» **WORK TO COMPLETE**: In the records below, find the line containing "None => Err(ViewError::NotFound(key.to_string()))" and restate it and all lines after it exactly, through the last line.

Saved data entries
──────────
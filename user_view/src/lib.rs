//! Reads a user record through a fixed view policy.
//!
//! The policy's attributes become the store-side projection, so attributes
//! outside the view never leave the table. The IAM role of each deployed
//! function carries the matching `dynamodb:Attributes` condition.

use common::attributes::item_to_json;
use common::config::{env_lookup, required};
use common::{DynamoStore, RecordKey, RecordStore, ViewError};
use lambda_runtime::{run, service_fn, Error, LambdaEvent};
use serde::{Deserialize, Serialize};
use serde_json::{Map, Value};
use tracing::{error, info};

const TABLE_NAME: &str = "TABLE_NAME";
pub const USER_KEY: &str = "userId";

#[derive(Debug, Clone, Copy, PartialEq, Eq)]
pub struct ViewPolicy {
    pub name: &'static str,
    pub attributes: &'static [&'static str],
}

pub const WINS_VIEW: ViewPolicy = ViewPolicy {
    name: "wins",
    attributes: &["userId", "wins"],
};

pub const SCORE_VIEW: ViewPolicy = ViewPolicy {
    name: "score",
    attributes: &["userId", "topScore"],
};

#[derive(Debug, Clone)]
pub struct Config {
    pub table_name: String,
}

impl Config {
    pub fn from_env() -> Result<Self, ViewError> {
        Self::from_lookup(env_lookup)
    }

    pub fn from_lookup<F>(lookup: F) -> Result<Self, ViewError>
    where
        F: Fn(&str) -> Option<String>,
    {
        Ok(Self {
            table_name: required(&lookup, TABLE_NAME)?,
        })
    }
}

#[derive(Debug, Default, Serialize, Deserialize)]
#[serde(rename_all = "camelCase")]
pub struct GetUserViewRequest {
    #[serde(default)]
    pub user_id: Option<String>,
}

pub async fn get_user_view(
    store: &dyn RecordStore,
    policy: &ViewPolicy,
    request: GetUserViewRequest,
) -> Result<Map<String, Value>, ViewError> {
    let user_id = match request.user_id {
        Some(id) if !id.trim().is_empty() => id,
        _ => return Err(ViewError::InvalidParameters(format!("{} is required", USER_KEY)))
    };
    let key = RecordKey::partition(USER_KEY, &user_id);
    match store.get(&key, Some(policy.attributes)).await? {
        Some(item) => Ok(item_to_json(&item)),
        None => Err(ViewError::NotFound(key.to_string()))
    }
}

pub async fn function_handler(
    store: &dyn RecordStore,
    policy: &ViewPolicy,
    event: LambdaEvent<GetUserViewRequest>,
) -> Result<Value, Error> {
    info!("{} view request: {:?}", policy.name, event.payload);
    match get_user_view(store, policy, event.payload).await {
        Ok(view) => {
            info!("returning attributes {:?}", view.keys().collect::<Vec<_>>());
            Ok(Value::Object(view))
        }
        Err(e) => {
            error!("{} view failed: {}", policy.name, e);
            Err(e.into())
        }
    }
}

/// Starts the Lambda runtime for one view. Configuration is checked before
/// the first invocation is accepted.
pub async fn run_view(policy: &'static ViewPolicy) -> Result<(), Error> {
    let config = Config::from_env().map_err(|e| {
        error!("startup failed: {}", e);
        e
    })?;
    let sdk_config = common::aws::load_sdk_config().await;
    let store = DynamoStore::new(common::aws::dynamodb_client(&sdk_config), config.table_name);
    run(service_fn(|event| function_handler(&store, policy, event))).await
}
──────────
» **WRITTEN RESPONSE**:
        None => Err(ViewError::NotFound(key.to_string()))
    }
}

pub async fn function_handler(
    store: &dyn RecordStore,
    policy: &ViewPolicy,
    event: LambdaEvent<GetUserViewRequest>,
) -> Result<Value, Error> {
    info!("{} view request: {:?}", policy.name, event.payload);
    match get_user_view(store, policy, event.payload).await {
        Ok(view) => {
            info!("returning attributes {:?}", view.keys().collect::<Vec<_>>());
            Ok(Value::Object(view))
        }
        Err(e) => {
            error!("{} view failed: {}", policy.name, e);
            Err(e.into())
        }
    }
}

/// Starts the Lambda runtime for one view. Configuration is checked before
/// the first invocation is accepted.
pub async fn run_view(policy: &'static ViewPolicy) -> Result<(), Error> {
    let config = Config::from_env().map_err(|e| {
        error!("startup failed: {}", e);
        e
    })?;
    let sdk_config = common::aws::load_sdk_config().await;
    let store = DynamoStore::new(common::aws::dynamodb_client(&sdk_config), config.table_name);
    run(service_fn(|event| function_handler(&store, policy, event))).await
}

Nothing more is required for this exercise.